//! Type classification
//!
//! [`TypeName`] is the canonical classification of a [`Value`]. Each name is
//! paired with a predicate in [`TYPE_VALIDATORS`]; classification walks that
//! table, so a new type is added by adding a row rather than touching call
//! sites.
//!
//! ```rust
//! use ard::{TypeName, Value};
//!
//! assert_eq!(Value::from(3u8).type_name(), TypeName::Integer);
//! assert_eq!(TypeName::Integer.to_string(), "ard.integer");
//! assert_eq!(TypeName::List.zero(), Value::list_empty());
//! ```

use std::fmt::{self, Display, Formatter};
use std::str::FromStr;

use chrono::{DateTime, Utc};

use crate::core::value::{Timestamp, Value};
use crate::error::ArdError;

/// Canonical type name of a value
#[derive(Copy, Clone, Debug, Eq, PartialEq, Hash)]
pub enum TypeName {
    Map,
    List,
    String,
    Boolean,
    Integer,
    Float,
    Null,
    Bytes,
    Timestamp,
    /// A host value that has not been reflected; carries the host type name
    Unknown(&'static str),
}

/// Predicate deciding whether a value belongs to a type
pub type TypeValidator = fn(&Value) -> bool;

/// Registry of type predicates, consulted in order
pub static TYPE_VALIDATORS: &[(TypeName, TypeValidator)] = &[
    (TypeName::Map, Value::is_any_map),
    (TypeName::List, Value::is_list),
    (TypeName::String, Value::is_string),
    (TypeName::Boolean, Value::is_boolean),
    (TypeName::Integer, Value::is_integer),
    (TypeName::Float, Value::is_float),
    (TypeName::Null, Value::is_null),
    (TypeName::Bytes, Value::is_bytes),
    (TypeName::Timestamp, Value::is_timestamp),
];

/// Seconds from the Unix epoch to 0001-01-01T00:00:00Z
const ZERO_TIMESTAMP_SECONDS: i64 = -62_135_596_800;

/// The zero timestamp: 0001-01-01T00:00:00Z
pub fn zero_timestamp() -> Timestamp {
    DateTime::<Utc>::from_timestamp(ZERO_TIMESTAMP_SECONDS, 0)
        .unwrap_or_default()
        .fixed_offset()
}

impl TypeName {
    /// All registered (known) type names
    pub fn all() -> impl Iterator<Item = Self> {
        TYPE_VALIDATORS.iter().map(|(name, _)| *name)
    }

    /// Classify a value
    pub fn of(value: &Value) -> Self {
        if let Value::Host(host) = value {
            return Self::Unknown(host.type_name());
        }

        TYPE_VALIDATORS
            .iter()
            .find(|(_, validator)| validator(value))
            .map(|(name, _)| *name)
            .unwrap_or(Self::Unknown("unknown"))
    }

    /// The registered predicate for this type
    ///
    /// `Unknown` has no predicate.
    pub fn validator(self) -> Option<TypeValidator> {
        TYPE_VALIDATORS
            .iter()
            .find(|(name, _)| *name == self)
            .map(|(_, validator)| *validator)
    }

    /// Check whether a value belongs to this type
    pub fn validate(self, value: &Value) -> bool {
        self.validator().is_some_and(|validator| validator(value))
    }

    /// Zero value of this type
    pub fn zero(self) -> Value {
        match self {
            Self::Map => Value::map_empty(),
            Self::List => Value::list_empty(),
            Self::String => Value::string(""),
            Self::Boolean => Value::Boolean(false),
            Self::Integer => Value::Integer(0),
            Self::Float => Value::Float(0.0),
            Self::Bytes => Value::Bytes(Vec::new()),
            Self::Timestamp => Value::Timestamp(zero_timestamp()),
            Self::Null | Self::Unknown(_) => Value::Null,
        }
    }

    /// Canonical name
    pub const fn name(self) -> &'static str {
        match self {
            Self::Map => "ard.map",
            Self::List => "ard.list",
            Self::String => "ard.string",
            Self::Boolean => "ard.boolean",
            Self::Integer => "ard.integer",
            Self::Float => "ard.float",
            Self::Null => "ard.null",
            Self::Bytes => "ard.bytes",
            Self::Timestamp => "ard.timestamp",
            Self::Unknown(name) => name,
        }
    }

    /// Check if this is a known ARD type
    pub const fn is_known(self) -> bool {
        !matches!(self, Self::Unknown(_))
    }
}

impl Display for TypeName {
    fn fmt(&self, f: &mut Formatter<'_>) -> fmt::Result {
        f.write_str(self.name())
    }
}

impl FromStr for TypeName {
    type Err = ArdError;

    fn from_str(s: &str) -> Result<Self, Self::Err> {
        Self::all()
            .find(|name| name.name() == s)
            .ok_or_else(|| ArdError::reflect(format!("unknown type name: {s:?}")))
    }
}

impl Value {
    /// Canonical type name of this value
    pub fn type_name(&self) -> TypeName {
        TypeName::of(self)
    }

    /// Check if this value is the zero value of its type
    ///
    /// Containers are zero when empty.
    pub fn is_zero(&self) -> bool {
        match self {
            Self::Null => true,
            Self::Boolean(b) => !b,
            Self::Integer(i) => *i == 0,
            Self::UnsignedInteger(u) => *u == 0,
            Self::Float(f) => *f == 0.0,
            Self::String(s) => s.is_empty(),
            Self::Bytes(b) => b.is_empty(),
            Self::Timestamp(t) => *t == zero_timestamp(),
            Self::List(l) => l.is_empty(),
            Self::Map(m) => m.is_empty(),
            Self::StringMap(m) => m.is_empty(),
            Self::Host(_) => false,
        }
    }
}

#[cfg(test)]
mod tests {
    use super::*;
    use crate::core::value::StringMap;

    #[test]
    fn test_classification() {
        assert_eq!(Value::null().type_name(), TypeName::Null);
        assert_eq!(Value::integer(-1).type_name(), TypeName::Integer);
        assert_eq!(Value::unsigned_integer(1).type_name(), TypeName::Integer);
        assert_eq!(Value::float(1.5).type_name(), TypeName::Float);
        assert_eq!(Value::string("s").type_name(), TypeName::String);
        assert_eq!(Value::bytes(vec![1]).type_name(), TypeName::Bytes);
        assert_eq!(
            Value::Timestamp(zero_timestamp()).type_name(),
            TypeName::Timestamp
        );
        assert_eq!(Value::list_empty().type_name(), TypeName::List);
        assert_eq!(Value::map_empty().type_name(), TypeName::Map);
        assert_eq!(
            Value::StringMap(StringMap::new()).type_name(),
            TypeName::Map
        );
    }

    #[test]
    fn test_host_is_unknown() {
        let name = Value::host(vec![1u16]).type_name();
        assert!(!name.is_known());
        assert!(name.name().contains("Vec"));
    }

    #[test]
    fn test_zero_values_validate() {
        for name in TypeName::all() {
            assert!(name.validate(&name.zero()), "{name} zero");
            assert!(name.zero().is_zero(), "{name} zero is zero");
        }
    }

    #[test]
    fn test_zero_timestamp() {
        assert_eq!(
            zero_timestamp().to_rfc3339(),
            "0001-01-01T00:00:00+00:00"
        );
    }

    #[test]
    fn test_name_round_trip() {
        for name in TypeName::all() {
            assert_eq!(name.to_string().parse::<TypeName>().unwrap(), name);
        }
        assert!("ard.decimal".parse::<TypeName>().is_err());
    }

    #[test]
    fn test_unknown_has_no_validator() {
        assert!(TypeName::Unknown("x").validator().is_none());
        assert!(!TypeName::Unknown("x").validate(&Value::null()));
    }
}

Directions: Please output the full listing one more time, exactly.

Exercise response:
//! Type classification
//!
//! [`TypeName`] is the canonical classification of a [`Value`]. Each name is
//! paired with a predicate in [`TYPE_VALIDATORS`]; classification walks that
//! table, so a new type is added by adding a row rather than touching call
//! sites.
//!
//! ```rust
//! use ard::{TypeName, Value};
//!
//! assert_eq!(Value::from(3u8).type_name(), TypeName::Integer);
//! assert_eq!(TypeName::Integer.to_string(), "ard.integer");
//! assert_eq!(TypeName::List.zero(), Value::list_empty());
//! ```

use std::fmt::{self, Display, Formatter};
use std::str::FromStr;

use chrono::{DateTime, Utc};

use crate::core::value::{Timestamp, Value};
use crate::error::ArdError;

/// Canonical type name of a value
#[derive(Copy, Clone, Debug, Eq, PartialEq, Hash)]
pub enum TypeName {
    Map,
    List,
    String,
    Boolean,
    Integer,
    Float,
    Null,
    Bytes,
    Timestamp,
    /// A host value that has not been reflected; carries the host type name
    Unknown(&'static str),
}

/// Predicate deciding whether a value belongs to a type
pub type TypeValidator = fn(&Value) -> bool;

/// Registry of type predicates, consulted in order
pub static TYPE_VALIDATORS: &[(TypeName, TypeValidator)] = &[
    (TypeName::Map, Value::is_any_map),
    (TypeName::List, Value::is_list),
    (TypeName::String, Value::is_string),
    (TypeName::Boolean, Value::is_boolean),
    (TypeName::Integer, Value::is_integer),
    (TypeName::Float, Value::is_float),
    (TypeName::Null, Value::is_null),
    (TypeName::Bytes, Value::is_bytes),
    (TypeName::Timestamp, Value::is_timestamp),
];

/// Seconds from the Unix epoch to 0001-01-01T00:00:00Z
const ZERO_TIMESTAMP_SECONDS: i64 = -62_135_596_800;

/// The zero timestamp: 0001-01-01T00:00:00Z
pub fn zero_timestamp() -> Timestamp {
    DateTime::<Utc>::from_timestamp(ZERO_TIMESTAMP_SECONDS, 0)
        .unwrap_or_default()
        .fixed_offset()
}

impl TypeName {
    /// All registered (known) type names
    pub fn all() -> impl Iterator<Item = Self> {
        TYPE_VALIDATORS.iter().map(|(name, _)| *name)
    }

    /// Classify a value
    pub fn of(value: &Value) -> Self {
        if let Value::Host(host) = value {
            return Self::Unknown(host.type_name());
        }

        TYPE_VALIDATORS
            .iter()
            .find(|(_, validator)| validator(value))
            .map(|(name, _)| *name)
            .unwrap_or(Self::Unknown("unknown"))
    }

    /// The registered predicate for this type
    ///
    /// `Unknown` has no predicate.
    pub fn validator(self) -> Option<TypeValidator> {
        TYPE_VALIDATORS
            .iter()
            .find(|(name, _)| *name == self)
            .map(|(_, validator)| *validator)
    }

    /// Check whether a value belongs to this type
    pub fn validate(self, value: &Value) -> bool {
        self.validator().is_some_and(|validator| validator(value))
    }

    /// Zero value of this type
    pub fn zero(self) -> Value {
        match self {
            Self::Map => Value::map_empty(),
            Self::List => Value::list_empty(),
            Self::String => Value::string(""),
            Self::Boolean => Value::Boolean(false),
            Self::Integer => Value::Integer(0),
            Self::Float => Value::Float(0.0),
            Self::Bytes => Value::Bytes(Vec::new()),
            Self::Timestamp => Value::Timestamp(zero_timestamp()),
            Self::Null | Self::Unknown(_) => Value::Null,
        }
    }

    /// Canonical name
    pub const fn name(self) -> &'static str {
        match self {
            Self::Map => "ard.map",
            Self::List => "ard.list",
            Self::String => "ard.string",
            Self::Boolean => "ard.boolean",
            Self::Integer => "ard.integer",
            Self::Float => "ard.float",
            Self::Null => "ard.null",
            Self::Bytes => "ard.bytes",
            Self::Timestamp => "ard.timestamp",
            Self::Unknown(name) => name,
        }
    }

    /// Check if this is a known ARD type
    pub const fn is_known(self) -> bool {
        !matches!(self, Self::Unknown(_))
    }
}

impl Display for TypeName {
    fn fmt(&self, f: &mut Formatter<'_>) -> fmt::Result {
        f.write_str(self.name())
    }
}

impl FromStr for TypeName {
    type Err = ArdError;

    fn from_str(s: &str) -> Result<Self, Self::Err> {
        Self::all()
            .find(|name| name.name() == s)
            .ok_or_else(|| ArdError::reflect(format!("unknown type name: {s:?}")))
    }
}

impl Value {
    /// Canonical type name of this value
    pub fn type_name(&self) -> TypeName {
        TypeName::of(self)
    }

    /// Check if this value is the zero value of its type
    ///
    /// Containers are zero when empty.
    pub fn is_zero(&self) -> bool {
        match self {
            Self::Null => true,
            Self::Boolean(b) => !b,
            Self::Integer(i) => *i == 0,
            Self::UnsignedInteger(u) => *u == 0,
            Self::Float(f) => *f == 0.0,
            Self::String(s) => s.is_empty(),
            Self::Bytes(b) => b.is_empty(),
            Self::Timestamp(t) => *t == zero_timestamp(),
            Self::List(l) => l.is_empty(),
            Self::Map(m) => m.is_empty(),
            Self::StringMap(m) => m.is_empty(),
            Self::Host(_) => false,
        }
    }
}

#[cfg(test)]
mod tests {
    use super::*;
    use crate::core::value::StringMap;

    #[test]
    fn test_classification() {
        assert_eq!(Value::null().type_name(), TypeName::Null);
        assert_eq!(Value::integer(-1).type_name(), TypeName::Integer);
        assert_eq!(Value::unsigned_integer(1).type_name(), TypeName::Integer);
        assert_eq!(Value::float(1.5).type_name(), TypeName::Float);
        assert_eq!(Value::string("s").type_name(), TypeName::String);
        assert_eq!(Value::bytes(vec![1]).type_name(), TypeName::Bytes);
        assert_eq!(
            Value::Timestamp(zero_timestamp()).type_name(),
            TypeName::Timestamp
        );
        assert_eq!(Value::list_empty().type_name(), TypeName::List);
        assert_eq!(Value::map_empty().type_name(), TypeName::Map);
        assert_eq!(
            Value::StringMap(StringMap::new()).type_name(),
            TypeName::Map
        );
    }

    #[test]
    fn test_host_is_unknown() {
        let name = Value::host(vec![1u16]).type_name();
        assert!(!name.is_known());
        assert!(name.name().contains("Vec"));
    }

    #[test]
    fn test_zero_values_validate() {
        for name in TypeName::all() {
            assert!(name.validate(&name.zero()), "{name} zero");
            assert!(name.zero().is_zero(), "{name} zero is zero");
        }
    }

    #[test]
    fn test_zero_timestamp() {
        assert_eq!(
            zero_timestamp().to_rfc3339(),
            "0001-01-01T00:00:00+00:00"
        );
    }

    #[test]
    fn test_name_round_trip() {
        for name in TypeName::all() {
            assert_eq!(name.to_string().parse::<TypeName>().unwrap(), name);
        }
        assert!("ard.decimal".parse::<TypeName>().is_err());
    }

    #[test]
    fn test_unknown_has_no_validator() {
        assert!(TypeName::Unknown("x").validator().is_none());
        assert!(!TypeName::Unknown("x").validate(&Value::null()));
    }
}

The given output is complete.